No hay tal
fin, porque no hay ni ha habido tales generaciones. Las “generaciones” son un
invento de los críticos y estudiosos de la literatura, que padecen el síndrome
profesoral del cuadro sinóptico. Sin clasificaciones no pueden explicar la
realidad. Un estudio detallado de las llamadas generaciones (la del 98, la del
27, la de los 50...) nos llevaría a la conclusión de que se trata de algo
forzado, a posteriori.
El
crítico estudia y concluye que hay unas características que se repiten en unos
determinados escritores (lo mismo pasa con los artistas plásticos o con los
músicos, por ejemplo). Los que no las cumplen –y suelen ser muchos– quedan
fuera. De este modo la clasificación que termina por imponerse es, por su
propia naturaleza, profundamente injusta. Los que no constan en la lista; los
que no llevan el marchamo que los acredita como pertenecientes al prupo elegido
y representativo son, a su vez, agrupados entre ellos. Pero ese nuevo grupo ya
no aparece en los libros de texto. Son los exluidos, los malditos. De ellos se
habla raramente, y siempre en libros o en la programación de instituciones
culturales tan marginales o malditas como ellos mismos.
En
estos días la revisión le ha tocado a Altolaguirre. La Residencia de
Estudiantes de Madrid ha decidido rescatarlo, y los periódicos lo descubren con
un entusiasmo desmedido. El desclasificado vive un momento de gloria, y hasta
se reeditan sus inencοntrables
escritos. Lo que no quiere decir que se vendan ni que se lean. Finalmente, y
como era de suponer, los malditos terminan por resultar más interesantes que
los benditos.
Ningún
crítico ni escritor a la moda se atreve a sentirse al margen. No obstante, ser
adepto y adicto a los excluidos es un signo de distinción. Un modo de
desmarcarse de la norma, entendida como vulgaridad. Una manera fácil de
convertirse también en crítico o intelectual exquisito.
Es más que probable
que a los escritores de una generación determinada no les una nada diferente
que lo que une a cualquier otro grupo de ciudadanos. En épocas de postguerra,
por ejemplo, el escritor habla del hambre, de la represión, de la muerte y la
tristeza. Por otra parte, tampoco podría hablar de otra cosa: el mundo que
habitan sus personajes es el mundo en que él mismo vive. Y, con frecuencia, el
único que conoce. Esa mujer que refleja un mundo entrevisto entre visillos
vive también confinada detrás de las mismas ventanas.

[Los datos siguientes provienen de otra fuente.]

use crate::catalog::Catalog;
use crate::config::GameConfig;
use crate::state::{InvariantViolation, PlayerState};

use super::errors::{TransactionPhase, TransactionPhaseError};

/// Read-only facts a transaction may consult: catalog data and tuning.
#[derive(Clone, Copy, Debug)]
pub struct EconomyEnv<'a> {
    pub catalog: Catalog<'a>,
    pub config: &'a GameConfig,
}

impl<'a> EconomyEnv<'a> {
    pub fn new(catalog: Catalog<'a>, config: &'a GameConfig) -> Self {
        Self { catalog, config }
    }
}

/// Defines how one atomic operation validates and mutates [`PlayerState`].
///
/// Implementors override the validation hooks to surface pre- and
/// post-conditions around the mutation. The default post-condition checks
/// the aggregate invariants. Hooks must stay side-effect free apart from the
/// `state` handed to `apply`.
pub trait Transaction {
    type Output;
    type Error: From<InvariantViolation>;

    /// Validates pre-conditions using the state **before** mutation.
    fn pre_validate(&self, _state: &PlayerState, _env: &EconomyEnv<'_>) -> Result<(), Self::Error> {
        Ok(())
    }

    /// Applies the transaction. Implementations may assume `pre_validate`
    /// already succeeded.
    fn apply(
        &self,
        state: &mut PlayerState,
        env: &EconomyEnv<'_>,
    ) -> Result<Self::Output, Self::Error>;

    /// Validates post-conditions using the state **after** mutation.
    fn post_validate(&self, state: &PlayerState, _env: &EconomyEnv<'_>) -> Result<(), Self::Error> {
        state.check_invariants().map_err(Self::Error::from)
    }
}

/// Runs `transaction` through pre_validate, apply and post_validate.
///
/// `state` may be partially mutated when this returns an error; callers run
/// it on a scratch copy and discard that copy on failure.
pub(super) fn drive_transaction<T>(
    transaction: &T,
    state: &mut PlayerState,
    env: &EconomyEnv<'_>,
) -> Result<T::Output, TransactionPhaseError<T::Error>>
where
    T: Transaction + ?Sized,
{
    transaction
        .pre_validate(state, env)
        .map_err(|error| TransactionPhaseError::new(TransactionPhase::PreValidate, error))?;

    let output = transaction
        .apply(state, env)
        .map_err(|error| TransactionPhaseError::new(TransactionPhase::Apply, error))?;

    transaction
        .post_validate(state, env)
        .map_err(|error| TransactionPhaseError::new(TransactionPhase::PostValidate, error))?;

    Ok(output)
}
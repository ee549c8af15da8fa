use crate::error::{ErrorSeverity, GameError};
use crate::progression::{increment_level, potions_required_for_next_level};
use crate::state::{CharacterId, ConsumableKind, InvariantViolation, PlayerState};

use super::transaction::{EconomyEnv, Transaction};

/// Spends level-up potions to raise one character by exactly one level.
///
/// The debit and the increment happen in the same transaction, so a failed
/// level-up never consumes potions.
#[derive(Clone, Copy, Debug, PartialEq, Eq)]
#[cfg_attr(feature = "serde", derive(serde::Serialize, serde::Deserialize))]
pub struct LevelUp {
    pub character: CharacterId,
}

impl LevelUp {
    pub fn new(character: CharacterId) -> Self {
        Self { character }
    }

    fn cost(&self, state: &PlayerState, env: &EconomyEnv<'_>) -> Result<(u32, u32), LevelUpError> {
        let level = state
            .character(self.character)
            .ok_or(LevelUpError::CharacterNotFound(self.character))?
            .level();
        Ok((
            level,
            potions_required_for_next_level(level, env.config.progression_factor),
        ))
    }
}

#[derive(Clone, Copy, Debug, PartialEq, Eq)]
#[cfg_attr(feature = "serde", derive(serde::Serialize, serde::Deserialize))]
pub struct LevelUpReceipt {
    pub character: CharacterId,
    pub potions_spent: u32,
    pub new_level: u32,
}

#[derive(Clone, Copy, Debug, PartialEq, Eq, thiserror::Error)]
#[cfg_attr(feature = "serde", derive(serde::Serialize, serde::Deserialize))]
pub enum LevelUpError {
    #[error("character {0} is not owned")]
    CharacterNotFound(CharacterId),

    #[error("insufficient level-up potions: need {required}, have {available}")]
    InsufficientPotions { required: u32, available: u32 },

    #[error("level did not advance by exactly one (from {before} to {after})")]
    LevelNotAdvanced { before: u32, after: u32 },

    #[error(transparent)]
    Invariant(#[from] InvariantViolation),
}

impl GameError for LevelUpError {
    fn severity(&self) -> ErrorSeverity {
        match self {
            Self::CharacterNotFound(_) | Self::InsufficientPotions { .. } => {
                ErrorSeverity::Validation
            }
            Self::LevelNotAdvanced { .. } => ErrorSeverity::Internal,
            Self::Invariant(error) => error.severity(),
        }
    }

    fn error_code(&self) -> &'static str {
        match self {
            Self::CharacterNotFound(_) => "LEVEL_UP_CHARACTER_NOT_FOUND",
            Self::InsufficientPotions { .. } => "LEVEL_UP_INSUFFICIENT_POTIONS",
            Self::LevelNotAdvanced { .. } => "LEVEL_UP_NOT_ADVANCED",
            Self::Invariant(error) => error.error_code(),
        }
    }
}

impl Transaction for LevelUp {
    type Output = LevelUpReceipt;
    type Error = LevelUpError;

    fn pre_validate(&self, state: &PlayerState, env: &EconomyEnv<'_>) -> Result<(), Self::Error> {
        let (_, required) = self.cost(state, env)?;
        let available = state.consumables.count(ConsumableKind::LevelUpPotion);
        if available < required {
            return Err(LevelUpError::InsufficientPotions {
                required,
                available,
            });
        }
        Ok(())
    }

    fn apply(
        &self,
        state: &mut PlayerState,
        env: &EconomyEnv<'_>,
    ) -> Result<Self::Output, Self::Error> {
        let (level, required) = self.cost(state, env)?;
        state
            .consumables
            .consume(ConsumableKind::LevelUpPotion, required)
            .map_err(|available| LevelUpError::InsufficientPotions {
                required,
                available,
            })?;

        let index = state
            .characters
            .iter()
            .position(|character| character.id == self.character)
            .ok_or(LevelUpError::CharacterNotFound(self.character))?;
        let advanced = increment_level(state.characters[index].clone());
        let new_level = advanced.level();
        state.characters[index] = advanced;

        if level.checked_add(1) != Some(new_level) {
            return Err(LevelUpError::LevelNotAdvanced {
                before: level,
                after: new_level,
            });
        }

        Ok(LevelUpReceipt {
            character: self.character,
            potions_spent: required,
            new_level,
        })
    }
}

/// Sets every character back to level 0.
#[derive(Clone, Copy, Debug, Default, PartialEq, Eq)]
pub struct ResetLevels;

impl Transaction for ResetLevels {
    type Output = ();
    type Error = InvariantViolation;

    fn apply(&self, state: &mut PlayerState, _env: &EconomyEnv<'_>) -> Result<(), Self::Error> {
        for character in &mut state.characters {
            character.reset_level();
        }
        Ok(())
    }
}

#[cfg(test)]
mod tests {
    use super::*;
    use crate::config::GameConfig;
    use crate::economy::EconomyEngine;
    use crate::state::{CharacterState, Consumables};

    fn state(level: u32, potions: u32) -> PlayerState {
        PlayerState {
            consumables: Consumables::new(0, potions),
            characters: vec![CharacterState::at_level(CharacterId(1), level)],
            ..PlayerState::default()
        }
    }

    #[test]
    fn level_up_fails_without_enough_potions() {
        let config = GameConfig::default();
        let engine = EconomyEngine::new(Default::default(), &config);
        let before = state(1, 5);

        let error = engine
            .spend_level_up_potions(CharacterId(1), &before)
            .expect_err("not enough potions");

        assert_eq!(
            error.error,
            LevelUpError::InsufficientPotions {
                required: 10,
                available: 5
            }
        );
        assert_eq!(before.character(CharacterId(1)).map(CharacterState::level), Some(1));
        assert_eq!(before.consumables.level_up_potions, 5);
    }

    #[test]
    fn level_up_spends_cost_and_adds_one_level() {
        let config = GameConfig::default();
        let engine = EconomyEngine::new(Default::default(), &config);

        let committed = engine
            .spend_level_up_potions(CharacterId(1), &state(1, 20))
            .expect("level up");

        assert_eq!(committed.state.consumables.level_up_potions, 10);
        assert_eq!(
            committed.state.character(CharacterId(1)).map(CharacterState::level),
            Some(2)
        );
        assert_eq!(
            committed.outcome,
            LevelUpReceipt {
                character: CharacterId(1),
                potions_spent: 10,
                new_level: 2
            }
        );
    }

    #[test]
    fn progression_factor_scales_cost() {
        let config = GameConfig::with_progression_factor(3);
        let engine = EconomyEngine::new(Default::default(), &config);

        let committed = engine
            .spend_level_up_potions(CharacterId(1), &state(4, 12))
            .expect("level up");
        assert_eq!(committed.state.consumables.level_up_potions, 0);
    }

    #[test]
    fn unknown_character_is_rejected() {
        let config = GameConfig::default();
        let engine = EconomyEngine::new(Default::default(), &config);

        let error = engine
            .spend_level_up_potions(CharacterId(8), &state(1, 100))
            .expect_err("unknown");
        assert_eq!(error.error, LevelUpError::CharacterNotFound(CharacterId(8)));
    }

    #[test]
    fn reset_levels_zeroes_roster() {
        let config = GameConfig::default();
        let engine = EconomyEngine::new(Default::default(), &config);

        let committed = engine.reset_levels(&state(9, 0)).expect("reset");
        assert!(committed.state.characters.iter().all(|c| c.level() == 0));
    }
}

Y esa misma sociedad desesperada,
esa realidad opresiva que está ahí afuera y de la que los protagonistas y sus
creadores querrían escapar es la misma realidad que se asoma a los cuadros de
los pintores de la misma época; o la de los compositores que “ponen la oreja” a
los sonidos que llegan de lejos y tratan de recrearlos sin saber muy bien a qué
atenerse.
También
es cierto que en cualquier época están los que van a su aire. Los que ni
escuchan, ni se enteran de lo que pasa a su alrededor. Los que no quieren
enterarse. Ésos siguen componiendo pasodobles en el siglo XΧΙ, pintando toreros y escribiendo
falsas historias de romanos (o de griegos de la antigüedad, que también son muy
sugerentes). O peor todavía: de esoterismos. De cruzados, de brujos, de
inquisiciones y santos griales, de castillos y fantasmas.
¿Será
éste, quizás, el nexo que una a la supuesta generación literaria actual? ¿Será
la huida hacia atrás, los vendajes en los ojos, el escapismo, la alienación
buscada y consentida el epígrafe bajo el cual los críticos del futuro agruparán
a la generación a caballo entre los siglos XX y XXI?
A
primera vista parece un disparate, pero una observación atenta de los títulos
que se ven en los escaparates de las librerías y aparecen en las listas de los
libros más leídos hace temerlo. Hasta hace poco, a estas historias no se les
llamaba literatura. Pero desde hace algún tiempo las editoriales serias, las
que están orgullosas de su apuesta por la literatura de verdad, parecen haber
descubierto que la exquisitez no es buen negocio. Y algunos –cada vez más– de
los escritores que se sentían cómodos escribiendo bien y vendiendo regular se
han apuntado al equipo ganador y andan buscando excusas para explicar que el
continente no tiene por qué condicionar el contenido. O, dicho de otro modo:
que las apariencias engañan. Y que aunque en la portada de su última y
triunfante novela aparezca un corazón sangrante y un enmascarado cabalgando un
dragón, se trata en realidad de una reflexión modernísima sobre los problemas
del hombre actual frente a la globalización.
Sería
un desastre. Sería una locura, pero otras locuras peores se han dado en la
humanidad y aquí seguimos. En estos días los periódicos están hablando cada vez
con más desparpajo de la conveniencia de ir pensando en otros soportes más
modernos para la literatura. El libro tal como lo conocemos, dicen, está
quedándose obsoleto. Cada vez es más difícil y más caro obtener papel. Cada vez
son más raros los que quieren dedicarse al difícil oficio de editar. Cada día
son menos los ciudadanos que dedican una tarde a remirar en los estantes de las
librerías: cada día se cierra una librería en cualquier ciudad. Y sólo muy
raramente se abre otra.
Mejor
sería, en mi opinión, no hablar más de generaciones literarias. Porque si nos
empeñamos en seguir haciéndolo, los que todavía tenemos fe en la literatura
deberíamos empezar o a reciclarnos o a considerarnos –sin esperar a que nos
clasifiquen los demás– como los representantes de la última generación de
escritores a los que no sólo importaba qué contaban sino cómo lo contaban. La
generación de los empecinados, podrían llamarnos, por ejemplo. O, mejor todavía
y para estar más a la moda: “La Generación de los Cruzados del Más Allá”.
Conferencia promunciada por la escritora Enriqueta Antolín en Atenas el 28 de noviembre de 2005, en el marco de la mesa redonda que, bajo el título "El fin de las generaciones", organizó el Instituto Cervantes de Atenas con la participación también de Hipólito González Navarro, Javier Azpeitia y Konstantinos Paleologos.